I have said too much, I think, but I can trust you, my dear mother, not to let the story go any farther. Burn this when you have read it.

There was no more news from Marsus and I did not get an answer from Herod himself before I sailed for Britain for, a fortnight after: landing, Aulus was indeed obliged to send for me. But I reckoned that Herod would read between the lines of my letter that I suspected him, though I was careful not to mention Marsus in it, or the wedding celebrations at Tiberias; and that he would be very careful about his next step. I also strengthened the garrison at Alexandria and told Marsus to call up all Greek levies in Syria and give them an intensive drilling letting the rumour go about that a Parthian invasion was expected. He was to do this as if on his own initiative, and not to tell anyone that the orders came from me.

Chapter 18

AULUS, as I have already related, landed in Britain without meeting any opposition. He built a strong base camp at Richborough, which he garrisoned with veterans from each regiment, pulled up his transport on the shore, well out of the reach of storms, and began a cautious advance through Kent, taking the route followed by Julius on his second expedition - the route indeed that all the invaders of the island have naturally, taken. At first he met with less resistance than Julius, because the passage: of the Stour did not need to be forced. The King of East Kent, a vassal of Caractacus and Togodumnus, decided not to man the prepared positions there. His overlords had withdrawn their main army to Colchester when they heard that our invasion could not possibly take place that-year, and his own forces were insufficient to defend the river successfully. He came to meet Aulus with tokens of peace and after an exchange of presents swore alliance and friendship with Rome.
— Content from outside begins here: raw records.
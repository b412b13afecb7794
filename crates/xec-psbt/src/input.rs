//! Per-input PSBT map.

use std::collections::BTreeMap;

use xec_primitives::ec::PublicKey;
use xec_primitives::util::{ByteReader, ByteWriter};
use xec_primitives::KeyId;
use xec_script::{solve, Script, ScriptTemplate};
use xec_sign::{KeyOriginInfo, SigPair, SignatureData};
use xec_transaction::{SigHashType, TransactionOutput};

use crate::raw::{
    expect_type_only, key_pub_key, write_keypaths, write_pub_key_record, write_record,
    write_separator, write_unknown, MapReader,
};
use crate::{DecodeConfig, PsbtError};

/// The output being spent, as a framed serialized output.
pub const PSBT_IN_UTXO: u8 = 0x00;
/// A signature keyed by the signing public key.
pub const PSBT_IN_PARTIAL_SIG: u8 = 0x02;
/// The sighash type signers must use, as a framed u32.
pub const PSBT_IN_SIGHASH: u8 = 0x03;
/// The P2SH redeem script.
pub const PSBT_IN_REDEEMSCRIPT: u8 = 0x04;
/// BIP32 derivation of a public key involved in the input.
pub const PSBT_IN_BIP32_DERIVATION: u8 = 0x06;
/// The complete unlocking script.
pub const PSBT_IN_SCRIPTSIG: u8 = 0x07;

/// Signing metadata for one transaction input.
///
/// Once `final_script_sig` is set it supersedes the partial fields, which
/// are then neither used nor serialized.
#[derive(Clone, Debug, PartialEq, Eq)]
pub struct PsbtInput {
    /// The output this input spends.
    pub utxo: Option<TransactionOutput>,
    pub redeem_script: Script,
    pub final_script_sig: Script,
    pub hd_keypaths: BTreeMap<PublicKey, KeyOriginInfo>,
    pub partial_sigs: BTreeMap<KeyId, SigPair>,
    /// Raw value 0 means no constraint.
    pub sighash_type: SigHashType,
    /// Unrecognized records, keyed by their full raw key.
    pub unknown: BTreeMap<Vec<u8>, Vec<u8>>,
}

impl Default for PsbtInput {
    fn default() -> Self {
        PsbtInput {
            utxo: None,
            redeem_script: Script::new(),
            final_script_sig: Script::new(),
            hd_keypaths: BTreeMap::new(),
            partial_sigs: BTreeMap::new(),
            sighash_type: SigHashType::UNSET,
            unknown: BTreeMap::new(),
        }
    }
}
The King of East Sussex, which lies to the west of Kent, came into camp on the same errand a few days later. Between the Stour and the River Medway, the next natural barrier, Aulus encountered little serious resistance. But small parties of chariot-fighters disputed the frequent barriers of felled trees and thorn bushes that had been thrown across the track. Aulus’s advance-guard commander was now instructed not to force these barriers, but as soon as they were sighted to envelop them with cavalry detachments and capture the defenders. This slowed down progress, but no lives were wasted. Most of the Kentish men seemed to have retired into the Weald - thick forest-land from which it would be most difficult to dislodge them. But increasingly large forces of chariotry began to appear on the flanks of the advancing column, charging down on foraging parties and forcing them to fall back on the main body. Aulus was aware that the mood in which the Kentish men would finally emerge from the Weald, whether meekly to offer their submission or valiantly to cut off his retreat, depended on his success against the Catuvellaunians. However, his base camp was well defended.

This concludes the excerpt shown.